Impact of tensor forces on quasifission product yield distributions

TL;DR

This study uses microscopic TDHF theory to analyze how tensor forces affect quasifission product yields in heavy-ion collisions, revealing that tensor interactions influence shell effects and fragment distributions depending on the interaction parametrization.

Contribution

It provides new insights into the role of tensor forces in quasifission processes and compares different effective interaction parametrizations to understand their impact on fragment distributions.

Findings

Tensor forces affect shell effects in quasifission yields.

Different interaction parametrizations show varying shell effect prominence.
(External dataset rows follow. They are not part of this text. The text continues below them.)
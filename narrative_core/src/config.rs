//! Game configuration loaded from TOML.
//!
//! ```toml
//! [dialogue]
//! thought_tag = "thought"
//!
//! [[initial_state]]
//! id = "met_guard"
//! amount = 1
//!
//! [[reactors]]
//! name = "gate_open"
//! conditions = [{ id = "key", amount = 1 }]
//!
//! [[interactables]]
//! name = "guard"
//! interactions = [
//!     { action = { start_dialogue = "guard.intro" }, next = 1 },
//!     { action = { start_dialogue = "guard.again" } },
//! ]
//! ```
//!
//! Every section is optional.

use serde::{Deserialize, Serialize};
use std::path::Path;
use std::rc::Rc;

use game_state::{ConditionReactor, ConditionSet, NamedCounter, StateStore};

use crate::error::ConfigError;
use crate::interaction::{Interactable, Interaction};

/// How dialogue lines are decorated.
#[derive(Debug, Clone, PartialEq, Eq, Serialize, Deserialize)]
#[serde(default)]
pub struct DialogueConfig {
    /// Line tag that marks the text as an inner thought.
    pub thought_tag: String,
    pub emphasis_open: String,
    pub emphasis_close: String,
}

impl Default for DialogueConfig {
    fn default() -> Self {
        Self {
            thought_tag: "thought".to_string(),
            emphasis_open: "<i>".to_string(),
            emphasis_close: "</i>".to_string(),
        }
    }
}

/// A named condition set to watch with a [`ConditionReactor`].
#[derive(Debug, Clone, PartialEq, Eq, Serialize, Deserialize)]
pub struct ReactorDefinition {
    pub name: String,
    #[serde(default)]
    pub conditions: ConditionSet,
}

/// A named chain of interactions.
#[derive(Debug, Clone, PartialEq, Eq, Serialize, Deserialize)]
pub struct InteractableDefinition {
    pub name: String,
    #[serde(default)]
    pub interactions: Vec<Interaction>,
}

/// The complete configuration.
#[derive(Debug, Clone, PartialEq, Eq, Serialize, Deserialize, Default)]
#[serde(default)]
pub struct GameConfig {
    pub dialogue: DialogueConfig,
    pub initial_state: Vec<NamedCounter>,
    pub reactors: Vec<ReactorDefinition>,
    pub interactables: Vec<InteractableDefinition>,
}

impl GameConfig {
    /// Parse a configuration from TOML text.
    pub fn from_toml_str(text: &str) -> Result<Self, ConfigError> {
        Ok(toml::from_str(text)?)
    }

    /// Read and parse a configuration file.
    pub fn load(path: impl AsRef<Path>) -> Result<Self, ConfigError> {
        let path = path.as_ref();
        let text = std::fs::read_to_string(path).map_err(|source| ConfigError::Io {
            path: path.to_path_buf(),
            source,
        })?;
        let config = Self::from_toml_str(&text)?;

        tracing::debug!(
            path = %path.display(),
            counters = config.initial_state.len(),
            reactors = config.reactors.len(),
            interactables = config.interactables.len(),
            "Loaded game config"
        );

        Ok(config)
    }

    /// A store seeded with `initial_state`, without notifications.
    pub fn build_store(&self) -> Rc<StateStore> {
        Rc::new(StateStore::with_counters(self.initial_state.iter().cloned()))
    }

    /// Inactive reactors for every definition, in file order.
    pub fn build_reactors(&self, store: &Rc<StateStore>) -> Vec<ConditionReactor> {
        self.reactors
            .iter()
            .map(|def| {
                ConditionReactor::new(def.name.clone(), Rc::clone(store), def.conditions.clone())
            })
            .collect()
    }

    /// Interactables for every definition, each with its first interaction active.
    pub fn build_interactables(&self) -> Vec<Interactable> {
        self.interactables
            .iter()
            .map(|def| Interactable::new(def.name.clone(), def.interactions.clone()))
            .collect()
    }
}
Shell effects are sensitive to specific regions of the tensor coupling constant space.

Abstract

We employ the microscopic time-dependent Hartree-Fock (TDHF) theory to study the 48Ca+249Bk and 48Ti+238U systems, taking into account the dependence on orientation for deformed nuclei and full range of impact parameters. By analyzing fragment distributions of neutron and proton numbers, we assess the influence of different isoscalar and isovector tensor coupling constants of the effective nucleon-nucleon interaction. The quasifission yield distributions of 48Ca + 249Bk collision system utilizing SLy5t and T31 parametrizations exhibit more pronounced spherical shell effects compared to those using SLy5, T44 and T62 sets. Furthermore, within each parametrization group, the distributions for SLy5t and T31 are closely aligned, as are those for SLy5, T44, and T62. Similarly, the yield distributions for the 48Ti + 238U system using SLy5t and T31 also reflect the more pronounced spherical shell effects relative to SLy5 and T62, while the charge distribution shows much better agreement with experimental results for the SLy5t and T62 parametrizations compared to SLy5 and T31. The yield distributions for the 48Ca+249Bk and 48Ti+238U systems, when compared across the SLy5, SLy5t, T31, T44, and T62 parametrizations, indicate that the influence of tensor forces on quasifission fragments is reflected in the prominence of shell effects. This influence appears to be sensitive only in specific regions within the isoscalar and isovector coupling constant parameter space. In the 48Ti + 238U system, the prominence of shell effects is manifested not only through shifts in peak positions but also through narrower yield distributions.